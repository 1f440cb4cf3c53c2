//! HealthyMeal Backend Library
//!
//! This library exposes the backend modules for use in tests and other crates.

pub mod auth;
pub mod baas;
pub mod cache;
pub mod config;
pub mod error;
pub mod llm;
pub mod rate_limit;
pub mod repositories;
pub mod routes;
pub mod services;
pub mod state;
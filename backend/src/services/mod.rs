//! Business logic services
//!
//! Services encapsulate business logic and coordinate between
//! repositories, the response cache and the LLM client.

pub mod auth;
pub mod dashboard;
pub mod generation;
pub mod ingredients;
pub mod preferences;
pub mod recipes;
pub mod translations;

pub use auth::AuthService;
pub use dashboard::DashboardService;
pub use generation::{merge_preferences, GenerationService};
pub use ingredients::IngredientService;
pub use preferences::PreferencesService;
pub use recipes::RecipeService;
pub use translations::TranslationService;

----

» Exercise:
In the material above, find each line that has the string "recipes" and return it.

» Response box:
pub mod recipes;
pub use recipes::RecipeService;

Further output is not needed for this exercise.